Zusammen mit den betroffenen Genen mit therapeutischer Relevanz werden die Deletionen und Amplifikationen zu Beginn des Befunds aufgelistet. Ein vollständiges CNV-Profil der analysierten Regionen ist im Anhang des Berichts zu finden.

CNVs spielen in der Tumorgenetik oft eine wichtige Rolle. Die Kenntnis der Veränderungen bei CNVs hilft bei der Wahl der optimalen Behandlung. Die CNV-Analyse ist daher bei uns ein integraler Bestandteil der somatischen Tumordiagnostik.

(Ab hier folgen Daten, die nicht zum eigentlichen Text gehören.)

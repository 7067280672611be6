use patchwise_pipeline::PipelineRun;
use patchwise_vector_store::RetrievedChunk;
use std::fmt::Write as _;

pub fn render_hits(hits: &[RetrievedChunk]) -> String {
    let mut out = String::new();
    for (rank, hit) in hits.iter().enumerate() {
        let _ = writeln!(
            out,
            "{}. {} #{} (line ~{}, score {:.3})",
            rank + 1,
            hit.metadata.source_file,
            hit.metadata.ordinal,
            hit.metadata.approx_start_line,
            hit.similarity_score
        );
        for line in hit.chunk_text.lines() {
            let _ = writeln!(out, "    {line}");
        }
        out.push('\n');
    }
    out
}

/// Final patch followed by the review
pub fn render_run(run: &PipelineRun, review: &str) -> String {
    let language = run.source.language_name();
    let mut md = String::new();
    let _ = writeln!(md, "# Repair of `{}`\n", run.source.filename);

    let faults = run.faults.as_ref().map_or(0, Vec::len);
    let applied = run.snapshots.as_ref().map_or(0, Vec::len);
    let _ = writeln!(md, "- Faults: `{faults}`");
    let _ = writeln!(md, "- Patches applied: `{applied}`\n");

    if let Some(patch) = run.final_patch() {
        let _ = writeln!(md, "### Final Patch\n\n```{language}\n{}\n```\n", patch.trim_end());
    }
    md.push_str(review);
    md
}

Identifizierung von Fusionstranskripten – nichts, was Sie bei Ihren Patientinnen und Patienten übersehen wollen

Chromosomale Veränderungen treten häufig bei allen Tumorentitäten auf. Infolgedessen kann es zu Genfusionen im Tumorgenom kommen. Fusionen sind oftmals starke Treiber der Tumorerkrankung und daher für Behandlungsentscheidungen von größter Bedeutung. Herkömmliche, auf PCR-Technik basierende Methoden, können eine Fusion nicht nachweisen, wenn der Fusionspartner nicht bekannt ist (bei NTRK-Fusionen häufig relevant). Selbst Analysen des gesamten Transkriptoms sind nicht sensitiv genug, insbesondere wenn der Tumorgehalt niedrig ist. Um alle bekannten und zuvor beschriebenen, sowie neuartige Genfusionen mit einer therapeutischen Option nachzuweisen, haben wir eine gezielte Anreicherung auf RNA-Basis entwickelt. Das Design umfasst mehr als 100 Gene für den Nachweis neuartiger Fusionen, 85 gut beschriebene Fusionen und 5 spezifische Transkript-Varianten. Diese Methode ist den DNA-basierten Methoden und auch Ansätzen auf ganzer RNA-Basis überlegen. Wir empfehlen dringend, die genetische Tumordiagnostik durch RNA-Anreicherung für Fusionen zu ergänzen, um ein möglichst vollständiges Verständnis der Tumorbiologie zu erhalten.